**AIM OF THE TASK**
Your answer must contain each line of the data, copied exactly.

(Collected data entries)
== Segment start ==
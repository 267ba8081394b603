//! The closed set of third-party integrations the portal can connect to.

use serde::{Deserialize, Serialize};
use std::fmt;
use std::str::FromStr;

/// Error returned when parsing a provider name fails.
#[derive(Debug, Clone, PartialEq, Eq)]
pub struct ParseProviderError {
    /// The input that did not name a provider.
    pub input: String,
}

impl fmt::Display for ParseProviderError {
    fn fmt(&self, f: &mut fmt::Formatter<'_>) -> fmt::Result {
        write!(f, "unknown integration provider '{}'", self.input)
    }
}

impl std::error::Error for ParseProviderError {}

/// A supported integration target.
#[derive(Debug, Clone, Copy, PartialEq, Eq, Hash, Serialize, Deserialize)]
pub enum Provider {
    Notion,
    Airtable,
    Hubspot,
}

impl Provider {
    /// Every provider, in the order the selection control lists them.
    pub const ALL: [Provider; 3] = [Provider::Notion, Provider::Airtable, Provider::Hubspot];

    /// Human-readable name, also used as the credential bundle tag.
    #[must_use]
    pub const fn display_name(self) -> &'static str {
        match self {
            Self::Notion => "Notion",
            Self::Airtable => "Airtable",
            Self::Hubspot => "Hubspot",
        }
    }

    /// Path segment used by the backend's `/integrations/{slug}` routes.
    #[must_use]
    pub const fn slug(self) -> &'static str {
        match self {
            Self::Notion => "notion",
            Self::Airtable => "airtable",
            Self::Hubspot => "hubspot",
        }
    }
}

impl fmt::Display for Provider {
    fn fmt(&self, f: &mut fmt::Formatter<'_>) -> fmt::Result {
        f.write_str(self.display_name())
    }
}

impl FromStr for Provider {
    type Err = ParseProviderError;

    /// Accepts either the display name or the slug, case-insensitively.
    fn from_str(s: &str) -> Result<Self, Self::Err> {
        let needle = s.trim();
        Self::ALL
            .into_iter()
            .find(|provider| {
                provider.display_name().eq_ignore_ascii_case(needle)
                    || provider.slug().eq_ignore_ascii_case(needle)
            })
            .ok_or_else(|| ParseProviderError {
                input: s.to_string(),
            })
    }
}

#[cfg(test)]
mod tests {
    use super::*;

    #[test]
    fn all_lists_three_providers_in_menu_order() {
        let names: Vec<_> = Provider::ALL.iter().map(|p| p.display_name()).collect();
        assert_eq!(names, ["Notion", "Airtable", "Hubspot"]);
    }

    #[test]
    fn parse_display_name_and_slug() {
        assert_eq!("Hubspot".parse::<Provider>(), Ok(Provider::Hubspot));
        assert_eq!("airtable".parse::<Provider>(), Ok(Provider::Airtable));
        assert_eq!(" NOTION ".parse::<Provider>(), Ok(Provider::Notion));
    }

    #[test]
    fn parse_unknown_provider() {
        let err = "salesforce".parse::<Provider>().unwrap_err();
        assert_eq!(err.input, "salesforce");
        assert!(err.to_string().contains("salesforce"));
    }

    #[test]
    fn display_matches_tag() {
        assert_eq!(Provider::Airtable.to_string(), "Airtable");
        assert_eq!(Provider::Hubspot.slug(), "hubspot");
    }
}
== Segment end ==
**RESULT**
repository 267ba8081394b603
//! The closed set of third-party integrations the portal can connect to.

use serde::{Deserialize, Serialize};
use std::fmt;
use std::str::FromStr;

/// Error returned when parsing a provider name fails.
#[derive(Debug, Clone, PartialEq, Eq)]
pub struct ParseProviderError {
    /// The input that did not name a provider.
    pub input: String,
}

impl fmt::Display for ParseProviderError {
    fn fmt(&self, f: &mut fmt::Formatter<'_>) -> fmt::Result {
        write!(f, "unknown integration provider '{}'", self.input)
    }
}

impl std::error::Error for ParseProviderError {}

/// A supported integration target.
#[derive(Debug, Clone, Copy, PartialEq, Eq, Hash, Serialize, Deserialize)]
pub enum Provider {
    Notion,
    Airtable,
    Hubspot,
}

impl Provider {
    /// Every provider, in the order the selection control lists them.
    pub const ALL: [Provider; 3] = [Provider::Notion, Provider::Airtable, Provider::Hubspot];

    /// Human-readable name, also used as the credential bundle tag.
    #[must_use]
    pub const fn display_name(self) -> &'static str {
        match self {
            Self::Notion => "Notion",
            Self::Airtable => "Airtable",
            Self::Hubspot => "Hubspot",
        }
    }

    /// Path segment used by the backend's `/integrations/{slug}` routes.
    #[must_use]
    pub const fn slug(self) -> &'static str {
        match self {
            Self::Notion => "notion",
            Self::Airtable => "airtable",
            Self::Hubspot => "hubspot",
        }
    }
}

impl fmt::Display for Provider {
    fn fmt(&self, f: &mut fmt::Formatter<'_>) -> fmt::Result {
        f.write_str(self.display_name())
    }
}

impl FromStr for Provider {
    type Err = ParseProviderError;

    /// Accepts either the display name or the slug, case-insensitively.
    fn from_str(s: &str) -> Result<Self, Self::Err> {
        let needle = s.trim();
        Self::ALL
            .into_iter()
            .find(|provider| {
                provider.display_name().eq_ignore_ascii_case(needle)
                    || provider.slug().eq_ignore_ascii_case(needle)
            })
            .ok_or_else(|| ParseProviderError {
                input: s.to_string(),
            })
    }
}

#[cfg(test)]
mod tests {
    use super::*;

    #[test]
    fn all_lists_three_providers_in_menu_order() {
        let names: Vec<_> = Provider::ALL.iter().map(|p| p.display_name()).collect();
        assert_eq!(names, ["Notion", "Airtable", "Hubspot"]);
    }

    #[test]
    fn parse_display_name_and_slug() {
        assert_eq!("Hubspot".parse::<Provider>(), Ok(Provider::Hubspot));
        assert_eq!("airtable".parse::<Provider>(), Ok(Provider::Airtable));
        assert_eq!(" NOTION ".parse::<Provider>(), Ok(Provider::Notion));
    }

    #[test]
    fn parse_unknown_provider() {
        let err = "salesforce".parse::<Provider>().unwrap_err();
        assert_eq!(err.input, "salesforce");
        assert!(err.to_string().contains("salesforce"));
    }

    #[test]
    fn display_matches_tag() {
        assert_eq!(Provider::Airtable.to_string(), "Airtable");
        assert_eq!(Provider::Hubspot.slug(), "hubspot");
    }
}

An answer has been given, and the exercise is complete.